Better Integration of the Android Ecosystem
And outside of patents, it gives Google access to two things that might boost the Android and related ecosystems: being able to control the smartphone and tablet hardware, and access to Motorola Mobility’s set-top boxes to drive its Google TV vision.
By having access to and control over the hardware that Motorola makes, Google might be able to more tightly couple the hardware and software, thus replicating some of the success that Apple has had with its vertically controlled ecosystem. Google’s past inability to dictate hardware meant that its Android operating system had problems being ported to different hardware and different manufacturers, effectively diluting the end-user experience and resulting in usability complaints. By being able to direct Motorola’s product development for Android, Google gets to dictate the quality of at least its reference implementations for smartphones and tablets, and may be able to convince its hardware allies to stick to higher standards, thus benefiting the consumer and also reducing Android fragmentation.

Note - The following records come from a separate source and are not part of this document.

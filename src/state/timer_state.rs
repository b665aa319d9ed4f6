//! Countdown timer state and tick scheduling

use std::{
    sync::{Arc, Mutex},
    time::Duration,
};
use tokio::sync::watch;
use tracing::{debug, info, warn};

use crate::{
    error::WidgetError,
    tasks::{spawn_countdown_ticker, TickerHandle},
    widgets::{CountdownSession, CountdownView, TickOutcome},
};

/// Session plus the channel its views are published on.
///
/// Shared between the timer and its tick task.
#[derive(Debug)]
pub struct CountdownShared {
    session: Mutex<CountdownSession>,
    updates_tx: watch::Sender<CountdownView>,
}

impl CountdownShared {
    fn lock(&self) -> Result<std::sync::MutexGuard<'_, CountdownSession>, WidgetError> {
        self.session
            .lock()
            .map_err(|_| WidgetError::StateLock("countdown"))
    }

    fn publish(&self, view: &CountdownView) {
        if let Err(e) = self.updates_tx.send(view.clone()) {
            warn!("Failed to send countdown update: {}", e);
        }
    }

    /// Apply one tick and publish the result
    pub fn apply_tick(&self) -> Result<TickOutcome, WidgetError> {
        let mut session = self.lock()?;
        let outcome = session.tick();
        let view = session.view();
        drop(session);

        if outcome != TickOutcome::Idle {
            debug!("Countdown tick: {} remaining", view.display);
            self.publish(&view);
        }
        Ok(outcome)
    }
}

/// Countdown widget with at most one scheduled tick source.
///
/// Every transition holds the ticker slot for its whole duration, so a
/// transition and the spawn/cancel it implies are never interleaved with
/// another transition.
#[derive(Debug)]
pub struct CountdownTimer {
    shared: Arc<CountdownShared>,
    ticker: Mutex<Option<TickerHandle>>,
    tick_period: Duration,
    /// Keep the receiver alive to prevent channel closure
    _updates_rx: watch::Receiver<CountdownView>,
}

impl CountdownTimer {
    pub fn new(tick_period: Duration) -> Self {
        let session = CountdownSession::new();
        let (updates_tx, updates_rx) = watch::channel(session.view());

        Self {
            shared: Arc::new(CountdownShared {
                session: Mutex::new(session),
                updates_tx,
            }),
            ticker: Mutex::new(None),
            tick_period,
            _updates_rx: updates_rx,
        }
    }

    pub fn tick_period(&self) -> Duration {
        self.tick_period
    }

    /// Receive a view after every transition and tick
    pub fn subscribe(&self) -> watch::Receiver<CountdownView> {
        self.shared.updates_tx.subscribe()
    }

    pub fn view(&self) -> Result<CountdownView, WidgetError> {
        Ok(self.shared.lock()?.view())
    }

    /// Whether a tick task is currently scheduled and alive
    pub fn is_ticking(&self) -> Result<bool, WidgetError> {
        let ticker = self.lock_ticker()?;
        Ok(ticker.as_ref().is_some_and(|handle| !handle.is_finished()))
    }

    pub fn set(&self, duration_seconds: u64) -> Result<CountdownView, WidgetError> {
        self.transition("set", |session| session.set(duration_seconds), false)
    }

    pub fn start(&self) -> Result<CountdownView, WidgetError> {
        self.transition("start", CountdownSession::start, true)
    }

    pub fn pause(&self) -> Result<CountdownView, WidgetError> {
        self.transition("pause", CountdownSession::pause, false)
    }

    pub fn reset(&self) -> Result<CountdownView, WidgetError> {
        self.transition(
            "reset",
            |session| {
                session.reset();
                Ok(())
            },
            false,
        )
    }

    /// Cancel any scheduled tick; used on teardown
    pub fn shutdown(&self) -> Result<(), WidgetError> {
        let mut ticker = self.lock_ticker()?;
        if let Some(handle) = ticker.take() {
            info!("Cancelling countdown ticker on shutdown");
            handle.cancel();
        }
        Ok(())
    }

    fn lock_ticker(&self) -> Result<std::sync::MutexGuard<'_, Option<TickerHandle>>, WidgetError> {
        self.ticker
            .lock()
            .map_err(|_| WidgetError::StateLock("countdown ticker"))
    }

    /// Apply `apply` to the session, then cancel the old tick source and,
    /// when `schedule` is set, spawn a new one.
    fn transition<F>(&self, action: &str, apply: F, schedule: bool) -> Result<CountdownView, WidgetError>
    where
        F: FnOnce(&mut CountdownSession) -> Result<(), WidgetError>,
    {
        let mut ticker = self.lock_ticker()?;

        let mut session = self.shared.lock()?;
        apply(&mut *session)?;
        let view = session.view();
        drop(session);

        if let Some(handle) = ticker.take() {
            handle.cancel();
        }
        if schedule {
            *ticker = Some(spawn_countdown_ticker(
                Arc::clone(&self.shared),
                self.tick_period,
            ));
        }
        drop(ticker);

        info!("Countdown {}: {} ({})", action, view.phase, view.display);
        self.shared.publish(&view);
        Ok(view)
    }
}

impl Drop for CountdownTimer {
    fn drop(&mut self) {
        if let Ok(mut ticker) = self.ticker.lock() {
            if let Some(handle) = ticker.take() {
                handle.cancel();
            }
        }
    }
}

Google will probably continue to improve and market its popular Motorola Mobility smartphones and tablets, such as the Droid series of phones and the Xoom tablet, but given that Motorola has fallen behind in the mobile devices race to Samsung, HTC and others, it is hardly likely that Google will want to push it to dominate the mobile devices industry at the cost of other Android manufacturers as long as Motorola is able to turn in a healthy and decent profit.
Access to More Than Mobile
Finally, the deal with Motorola Mobility will give Google access to Motorola’s hardware and distribution channels in a wide variety of areas outside of just mobile devices. For instance, Motorola Mobility is reported to manufacture about 30 percent of the set-top boxes sold in the U.S., and analysts predict that Google might use that to bring more leverage to Google TV, which has so far had underwhelming sales. In addition, the next version of Google TV will reportedly support Android apps, thus bringing the Android@Home vision Google presented earlier this year closer to reality.
So expect things to change. Expect to see Android phones finally come up to par with the Apple user experience; Google’s acquisition will most likely mean a better and more integrated Android experience for the consumer as Google tries to bring Android hardware integration up to par with Apple’s. Except something to happen with either Blackberry-maker RIM or Nokia; their stock price shot up as analysts except them to be acquired by another industry behemoth. Expect to see the mobile industry consolidate around two major players: Google and Apple as the two giants try to battle each other for the future of mobile space.
And most importantly, expect to see rapid changes in the smartphone industry as the giants start to move from patent battles in the courtroom to building better products to win over consumers.